Things unfold with Lord of the Flies energy as the four test each other’s boundaries to see how far they can push. Sometimes they’re on the same page (claiming the house as theirs), but they go too far at times too (pranks often causing tears since none truly understand how much the others hurt). And while that’s generally okay at the beginning since someone will always stand against the bully of the moment, complications arise when the developer who owns the land decides to mark their territory. Sanctuary is suddenly given an expiration date and the stakes rise to meet that challenge. Once weapons are introduced for defensive purposes, however, all bets are off with Nicole already dealing with death and Veronica already itching to kill.

The solution of course would be to just leave, but that’s an easier dream than reality. This house is a middle ground. Not too far away, but also not in the middle of their demons. Except those demons aren’t necessarily bound to places as much as the girls themselves. Nicole’s grief follows her wherever she goes. As does Veronica’s rage. And the tragic part is that their shared love has the healing potential to overcome that suffering together if they’re willing to allow for the vulnerability that can make it happen. They’re just children, though. They’ve literally all just experienced their first period before using the blood in a prayer for the home’s safety from their enemies. Everything is mixed-up; their wants and desires are confused.

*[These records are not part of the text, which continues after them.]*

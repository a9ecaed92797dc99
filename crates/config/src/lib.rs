//! castsync configuration
//!
//! TOML configuration split into sections, each implementing
//! [`ConfigSection`]:
//! - `[app]`: logging and the location of the feed store snapshot
//! - `[merge]`: feed reconciliation behaviour
//! - `[sync]`: whether episode actions are queued for upload
//!
//! Files are written atomically and the previous file is kept as
//! `config.toml.backup`.
//!
//! # Example
//!
//! ```rust,no_run
//! use castsync_config::{Config, ConfigManager};
//!
//! let manager = ConfigManager::new().expect("Failed to initialize config");
//! let config = manager.load().unwrap_or_else(|e| {
//!     eprintln!("Config error: {}, using defaults", e);
//!     Config::default()
//! });
//!
//! println!("Store: {}", config.app.store_path.display());
//! ```

mod error;
mod manager;
mod persistence;
mod validation;

pub mod app_config;
mod merge_config;
mod sync_config;

pub use error::{ConfigError, ConfigResult, ValidationError};
pub use manager::ConfigManager;
pub use persistence::ConfigPersistence;
pub use validation::{ConfigSection, Validator};

pub use app_config::{AppConfig, LogLevel};
pub use merge_config::{MergeConfig, WriteFailurePolicy};
pub use sync_config::SyncConfig;

use serde::{Deserialize, Serialize};

/// Current config file format version
pub const CONFIG_VERSION: u32 = 1;

/// Root configuration structure
#[derive(Debug, Clone, Serialize, Deserialize, PartialEq)]
#[serde(default)]
pub struct Config {
    /// Config file format version
    pub version: u32,

    /// Application-level settings
    pub app: AppConfig,

    /// Feed reconciliation settings
    pub merge: MergeConfig,

    /// Episode action synchronization settings
    pub sync: SyncConfig,
}

impl Config {
    /// Creates a new config with default values
    pub fn new() -> Self {
        Self::default()
    }

    /// Validates the entire configuration
    ///
    /// Returns all validation errors found across all sections.
    pub fn validate(&self) -> Result<(), Vec<ValidationError>> {
        let mut errors = Vec::new();

        if let Err(mut e) = self.app.validate() {
            errors.append(&mut e);
        }

        if let Err(mut e) = self.merge.validate() {
            errors.append(&mut e);
        }

        if let Err(mut e) = self.sync.validate() {
            errors.append(&mut e);
        }

        if errors.is_empty() {
            Ok(())
        } else {
            Err(errors)
        }
    }

    /// Merges this config with another, preferring values from `other`
    ///
    /// Used for override chains: defaults < file < env vars < CLI args
    pub fn merge(&mut self, other: Config) {
        self.app.merge(other.app);
        self.merge.merge(other.merge);
        self.sync.merge(other.sync);
    }
}

impl Default for Config {
    fn default() -> Self {
        Self {
            version: CONFIG_VERSION,
            app: AppConfig::default(),
            merge: MergeConfig::default(),
            sync: SyncConfig::default(),
        }
    }
}
//! Configuration manager - main API for config operations

use crate::persistence::ConfigPersistence;
use crate::{Config, ConfigError, ConfigResult};
use directories::ProjectDirs;
use std::path::PathBuf;

/// Environment variable prefix for overrides
const ENV_PREFIX: &str = "CASTSYNC";

/// Main configuration manager
///
/// Resolves the config file location and wraps loading, saving and
/// validation.
pub struct ConfigManager {
    persistence: ConfigPersistence,
    config_dir: PathBuf,
}

impl ConfigManager {
    /// Creates a new config manager using the default config directory
    ///
    /// - Linux: `~/.config/castsync/`
    /// - macOS: `~/Library/Application Support/castsync/`
    /// - Windows: `%APPDATA%\castsync\`
    pub fn new() -> ConfigResult<Self> {
        let config_dir = Self::default_config_dir()?;
        Self::with_directory(config_dir)
    }

    /// Creates a config manager with a custom config directory
    pub fn with_directory(config_dir: PathBuf) -> ConfigResult<Self> {
        let config_path = config_dir.join("config.toml");
        let persistence = ConfigPersistence::new(config_path);

        Ok(Self {
            persistence,
            config_dir,
        })
    }

    fn default_config_dir() -> ConfigResult<PathBuf> {
        ProjectDirs::from("", "", "castsync")
            .map(|proj_dirs| proj_dirs.config_dir().to_path_buf())
            .ok_or(ConfigError::NoConfigDir)
    }

    /// Returns the config directory path
    pub fn config_dir(&self) -> &PathBuf {
        &self.config_dir
    }

    /// Returns the full config file path
    pub fn config_path(&self) -> PathBuf {
        self.persistence.config_path().to_path_buf()
    }

    /// Loads the configuration from file
    ///
    /// A missing file yields defaults; a corrupted one is an error.
    pub fn load(&self) -> ConfigResult<Config> {
        self.persistence.load()
    }

    /// Loads the configuration, falling back to defaults on any error
    pub fn load_or_default(&self) -> Config {
        match self.load() {
            Ok(config) => config,
            Err(e) => {
                log::warn!("Failed to load config: {}, using defaults", e);
                Config::default()
            }
        }
    }

    /// Validates and atomically saves the configuration
    pub fn save(&self, config: &Config) -> ConfigResult<()> {
        self.persistence.save(config)
    }

    /// Loads, modifies and saves the configuration
    ///
    /// # Example
    ///
    /// ```rust,no_run
    /// # use castsync_config::ConfigManager;
    /// # let manager = ConfigManager::new().unwrap();
    /// manager.update(|config| {
    ///     config.sync.enabled = true;
    /// }).expect("Failed to update config");
    /// ```
    pub fn update<F>(&self, update_fn: F) -> ConfigResult<()>
    where
        F: FnOnce(&mut Config),
    {
        let mut config = self.load()?;
        update_fn(&mut config);
        self.save(&config)
    }

    /// Writes a default config file if none exists
    ///
    /// Returns Ok(true) if a new file was created.
    pub fn initialize(&self) -> ConfigResult<bool> {
        if self.config_path().exists() {
            log::info!(
                "Config file already exists at {}",
                self.config_path().display()
            );
            return Ok(false);
        }

        self.persistence.generate_default()?;
        Ok(true)
    }

    /// Overwrites the config file with defaults
    pub fn reset(&self) -> ConfigResult<()> {
        self.save(&Config::default())
    }

    /// Validates the current configuration file
    ///
    /// Returns the validation messages, empty if valid.
    pub fn validate(&self) -> ConfigResult<Vec<String>> {
        let config = self.load()?;

        match config.validate() {
            Ok(()) => Ok(Vec::new()),
            Err(errors) => Ok(errors.iter().map(|e| e.to_string()).collect()),
        }
    }

    /// Loads the config and applies environment variable overrides
    ///
    /// Variables follow `CASTSYNC_SECTION_FIELD`, e.g.
    /// `CASTSYNC_MERGE_WRITE_FAILURE_POLICY=log_and_continue`.
    /// Unparsable values are ignored with a warning.
    pub fn load_with_env_overrides(&self) -> ConfigResult<Config> {
        let mut config = self.load()?;

        if let Some(value) = env_override("APP_LOG_LEVEL") {
            match value.parse() {
                Ok(level) => config.app.log_level = level,
                Err(e) => log::warn!("Ignoring override: {}", e),
            }
        }

        if let Some(value) = env_override("APP_STORE_PATH") {
            config.app.store_path = PathBuf::from(value);
        }

        if let Some(value) = env_override("MERGE_WRITE_FAILURE_POLICY") {
            match value.parse() {
                Ok(policy) => config.merge.write_failure_policy = policy,
                Err(e) => log::warn!("Ignoring override: {}", e),
            }
        }

        if let Some(value) = env_override("SYNC_ENABLED") {
            match value.parse::<bool>() {
                Ok(enabled) => config.sync.enabled = enabled,
                Err(_) => log::warn!("Ignoring override {}_SYNC_ENABLED={}", ENV_PREFIX, value),
            }
        }

        if let Err(errors) = config.validate() {
            log::warn!(
                "Config validation warnings after env overrides: {:?}",
                errors
            );
        }

        Ok(config)
    }
}

fn env_override(key: &str) -> Option<String> {
    std::env::var(format!("{}_{}", ENV_PREFIX, key)).ok()
}

#[cfg(test)]
mod tests {
    use super::*;
    use crate::{LogLevel, WriteFailurePolicy};
    use tempfile::TempDir;

    fn setup_test_manager() -> (TempDir, ConfigManager) {
        let temp_dir = TempDir::new().expect("Failed to create temp dir");
        let manager = ConfigManager::with_directory(temp_dir.path().to_path_buf())
            .expect("Failed to create manager");
        (temp_dir, manager)
    }

    #[test]
    fn test_load_or_default_with_missing_file() {
        let (_temp_dir, manager) = setup_test_manager();
        let config = manager.load_or_default();
        assert_eq!(config, Config::default());
    }

    #[test]
    fn test_save_and_load() {
        let (_temp_dir, manager) = setup_test_manager();

        let mut config = Config::default();
        config.app.log_level = LogLevel::Debug;

        manager.save(&config).expect("Should save config");
        let loaded = manager.load().expect("Should load config");

        assert_eq!(loaded.app.log_level, LogLevel::Debug);
    }

    #[test]
    fn test_update() {
        let (_temp_dir, manager) = setup_test_manager();
        manager.save(&Config::default()).expect("Should save");

        manager
            .update(|config| {
                config.sync.enabled = true;
            })
            .expect("Should update");

        let loaded = manager.load().expect("Should load");
        assert!(loaded.sync.enabled);
    }

    #[test]
    fn test_initialize_creates_file() {
        let (_temp_dir, manager) = setup_test_manager();

        let created = manager.initialize().expect("Should initialize");
        assert!(created);
        assert!(manager.config_path().exists());
    }

    #[test]
    fn test_initialize_with_existing_file() {
        let (_temp_dir, manager) = setup_test_manager();
        manager.save(&Config::default()).expect("Should save");

        let created = manager.initialize().expect("Should initialize");
        assert!(!created);
    }

    #[test]
    fn test_reset() {
        let (_temp_dir, manager) = setup_test_manager();

        let mut config = Config::default();
        config.merge.repair_changed_identifiers = false;
        manager.save(&config).expect("Should save");

        manager.reset().expect("Should reset");

        let loaded = manager.load().expect("Should load");
        assert_eq!(loaded, Config::default());
    }

    #[test]
    fn test_validate_reports_problems_in_file() {
        let (_temp_dir, manager) = setup_test_manager();
        std::fs::write(
            manager.config_path(),
            "[merge]\nduplicate_date_tolerance_hours = 500\n",
        )
        .expect("Should write file");

        let errors = manager.validate().expect("Should validate");
        assert_eq!(errors.len(), 1);
        assert!(errors[0].contains("merge.duplicate_date_tolerance_hours"));
    }

    #[test]
    fn test_env_override_policy() {
        let (_temp_dir, manager) = setup_test_manager();
        manager.save(&Config::default()).expect("Should save");

        std::env::set_var("CASTSYNC_MERGE_WRITE_FAILURE_POLICY", "log_and_continue");

        let config = manager
            .load_with_env_overrides()
            .expect("Should load with overrides");
        assert_eq!(
            config.merge.write_failure_policy,
            WriteFailurePolicy::LogAndContinue
        );

        std::env::remove_var("CASTSYNC_MERGE_WRITE_FAILURE_POLICY");
    }

    #[test]
    fn test_config_file_path() {
        let (_temp_dir, manager) = setup_test_manager();
        assert!(manager.config_path().ends_with("config.toml"));
    }
}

It leads to decisions that provoke unforgivable actions. It leads to betrayal. Pye isn’t as interested in pitting these girls against each other as she is allowing them the room to throw a tantrum without judgement. This is an outlet, not an answer. A safe place to exist unencumbered by that which has been stifling their ability to break the cycle of their unfortunate circumstances. There’s some repetitive moments and the pacing is slow, but there’s also a purpose to what’s occurring. When it’s cause-and-effect from start to finish—impulsive reactions to lies, anguish, and assault—you’ll have to forgive them for letting decorum fly out the window in moments of trance-like aggression. Sometimes the only way to eradicate one’s past is to burn it away.

You can tell Pye is a visual artist beyond just a filmmaker—The Young Arsonists often puts style and metaphor above pure realism. The whole is narrated by Nicole via her diaries with gorgeous vignettes of colored smoke wafting across the screen to segue from one day to the next and the soft texture of the film lends it all an otherworldly aesthetic that detaches this house from the rest of their lives. If it can be crude, it always maintains a unique beauty through the honesty of its characters trying to survive while wielding defense mechanisms that often mimic the torture being wrought upon them. And we hope Nicole and Veronica come out the other side; they deserve the silence after the flames.

The Young Arsonists premiered at the 2022 Toronto International Film Festival.